Amoruso: Well, for me it’s not a choice! This is something we explore a lot at Girlboss. Talking about failure and success is important because it’s something we all experience, yet we do it privately and tell no one. I’ve done it on this grand stage and it now feels like that laid the foundation for a lot of women to go make their own failures, which feels like a high calling to me, even though I know how strange that sounds.
Gross: How do you define a Girlboss?
Amoruso: A Girlboss is any curious woman who’s a lifetime learner.
Gross: What is the biggest lesson you learned at work and how did you learn it?
Amoruso: I’ve learned that life is a marathon and not a race. When I was younger, I thought everything needed to happen at once. I’m still overcoming that and learning to focus, but I know that I have time in life to have many careers and many phases.
Gross: What is one thing you wish you had known when you were starting out your career?
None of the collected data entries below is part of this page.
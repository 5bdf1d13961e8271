//! Built-in catalog: 30 concepts over 5 tiers, their dependency edges, and 50 problems.

use perspectra_common::{Concept, ConceptEdge, Problem};

use crate::error::KgError;

pub const TIER_LABELS: [&str; 6] = ["", "Foundations", "Core DS", "Non-Linear DS", "Core Algorithms", "Advanced"];

pub fn tier_label(tier: u8) -> &'static str {
    TIER_LABELS.get(usize::from(tier)).copied().unwrap_or("")
}

// (id, name, tier, difficulty, description)
const CONCEPTS: &[(&str, &str, u8, u8, &str)] = &[
    // Tier 1
    ("c01", "Variables & Data Types", 1, 1, "Basic variable types: int, float, string, bool, and their operations."),
    ("c02", "Arrays", 1, 1, "Static and dynamic arrays, indexing, iteration, and basic operations."),
    ("c03", "Strings", 1, 1, "String manipulation, slicing, common string methods, and patterns."),
    ("c04", "Math & Modular Arithmetic", 1, 2, "GCD, LCM, prime checking, modular operations used in competitive programming."),
    ("c05", "Bit Manipulation", 1, 3, "AND, OR, XOR, shifts, bit tricks like checking power of 2, counting set bits."),
    // Tier 2
    ("c06", "Linked Lists", 2, 2, "Singly and doubly linked lists, traversal, insertion, deletion, reversal."),
    ("c07", "Stacks", 2, 2, "LIFO structure, implementation via array/list, valid parentheses, monotonic stack."),
    ("c08", "Queues", 2, 2, "FIFO structure, deque, circular queue, sliding window maximum."),
    ("c09", "Hash Maps & Sets", 2, 2, "Key-value storage, O(1) lookup, frequency counting, grouping."),
    ("c10", "Recursion", 2, 3, "Base case, recursive case, call stack visualization, classic problems."),
    // Tier 3
    ("c11", "Binary Trees", 3, 3, "Tree terminology, traversals (inorder, preorder, postorder, level-order)."),
    ("c12", "Binary Search Trees", 3, 3, "BST property, insertion, deletion, search, validation, balancing."),
    ("c13", "Heaps & Priority Queues", 3, 3, "Min/max heap, heapify, heap sort, top-K problems."),
    ("c14", "Graphs", 3, 4, "Representation (adjacency list/matrix), directed vs undirected, weighted."),
    ("c15", "Tries", 3, 4, "Prefix tree, insert/search/startsWith, autocomplete, word dictionary."),
    // Tier 4
    ("c16", "Sorting Algorithms", 4, 2, "Bubble, selection, insertion, merge sort, quicksort and their complexity analysis."),
    ("c17", "Binary Search", 4, 2, "Search on sorted arrays, search space reduction, binary search on answer."),
    ("c18", "Two Pointers", 4, 2, "Left-right pointers, fast-slow pointers (Floyd's cycle), pair sum problems."),
    ("c19", "Sliding Window", 4, 3, "Fixed and variable window, maximum subarray variations, frequency maps in window."),
    ("c20", "Prefix Sums", 4, 2, "Cumulative sums, range queries, subarray sum equals K."),
    // Tier 5
    ("c21", "Divide & Conquer", 5, 4, "Divide problem, solve subproblems, merge results: merge sort, closest pairs."),
    ("c22", "Dynamic Programming", 5, 5, "Memoization, tabulation, state definition, classic DP (knapsack, LCS, coins)."),
    ("c23", "Greedy Algorithms", 5, 4, "Local optimal to global optimal. Activity selection, interval scheduling, Huffman."),
    ("c24", "Backtracking", 5, 4, "Explore all possibilities, prune invalid paths. N-queens, subsets, permutations."),
    ("c25", "BFS (Breadth-First Search)", 5, 4, "Level-order traversal, shortest path in unweighted graphs, multi-source BFS."),
    ("c26", "DFS (Depth-First Search)", 5, 4, "Path finding, connected components, cycle detection, topological sort via DFS."),
    ("c27", "Topological Sort", 5, 4, "Ordering of directed acyclic graph (DAG), Kahn's algo, course schedule problems."),
    ("c28", "Union Find", 5, 4, "Disjoint set union, path compression, union by rank, cycle detection in undirected graphs."),
    ("c29", "Shortest Path Algorithms", 5, 5, "Dijkstra, Bellman-Ford, network delay time, cheapest flights within K stops."),
    ("c30", "Segment Trees", 5, 5, "Range queries and point updates in O(log n). Build, query, update operations."),
];

// (dependent, prerequisite)
const DEPENDS_ON: &[(&str, &str)] = &[
    ("c02", "c01"), ("c03", "c01"), ("c04", "c01"), ("c05", "c01"),
    ("c06", "c02"), ("c07", "c02"), ("c08", "c02"), ("c09", "c02"), ("c10", "c02"),
    ("c11", "c10"), ("c11", "c06"), ("c12", "c11"), ("c13", "c11"),
    ("c14", "c09"), ("c14", "c06"), ("c15", "c09"), ("c15", "c10"),
    ("c16", "c02"), ("c17", "c02"), ("c17", "c16"), ("c18", "c02"),
    ("c19", "c02"), ("c19", "c09"), ("c20", "c02"),
    ("c21", "c10"), ("c21", "c16"), ("c22", "c10"), ("c22", "c20"),
    ("c23", "c16"), ("c24", "c10"),
    ("c25", "c14"), ("c25", "c08"),
    ("c26", "c14"), ("c26", "c07"), ("c26", "c10"),
    ("c27", "c26"), ("c27", "c14"), ("c28", "c14"),
    ("c29", "c25"), ("c29", "c13"),
    ("c30", "c02"), ("c30", "c10"),
];

const PROBLEMS_JSON: &str = include_str!("../data/problems.json");

pub fn concepts() -> Vec<Concept> {
    CONCEPTS
        .iter()
        .map(|&(id, name, tier, difficulty, description)| Concept {
            id: id.to_string(),
            name: name.to_string(),
            tier,
            difficulty,
            description: description.to_string(),
            subject: "DSA".to_string(),
        })
        .collect()
}

pub fn edges() -> Vec<ConceptEdge> {
    DEPENDS_ON
        .iter()
        .map(|&(source, target)| ConceptEdge {
            source: source.to_string(),
            target: target.to_string(),
        })
        .collect()
}

pub fn problems() -> Result<Vec<Problem>, KgError> {
    Ok(serde_json::from_str(PROBLEMS_JSON)?)
}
Amoruso: That wearing SPF is really, really important.
Gross: What is the best advice you’ve ever received?
Amoruso: There’s a quote by Stephen Covey that I love: “The main thing is to keep the main thing the main thing.” It’s not obscure, but something that in business is essential. Focus, focus, focus.
Gross: What is your business advice for other young professional women?
Amoruso: Ask for more than you think you deserve, within reason. Be over-confident but not tone deaf. Read the room. Advocate for yourself. Negotiate always. Don’t underestimate your worth. Don’t tolerate abuse. Take time for yourself. Lean on friends. Drink water.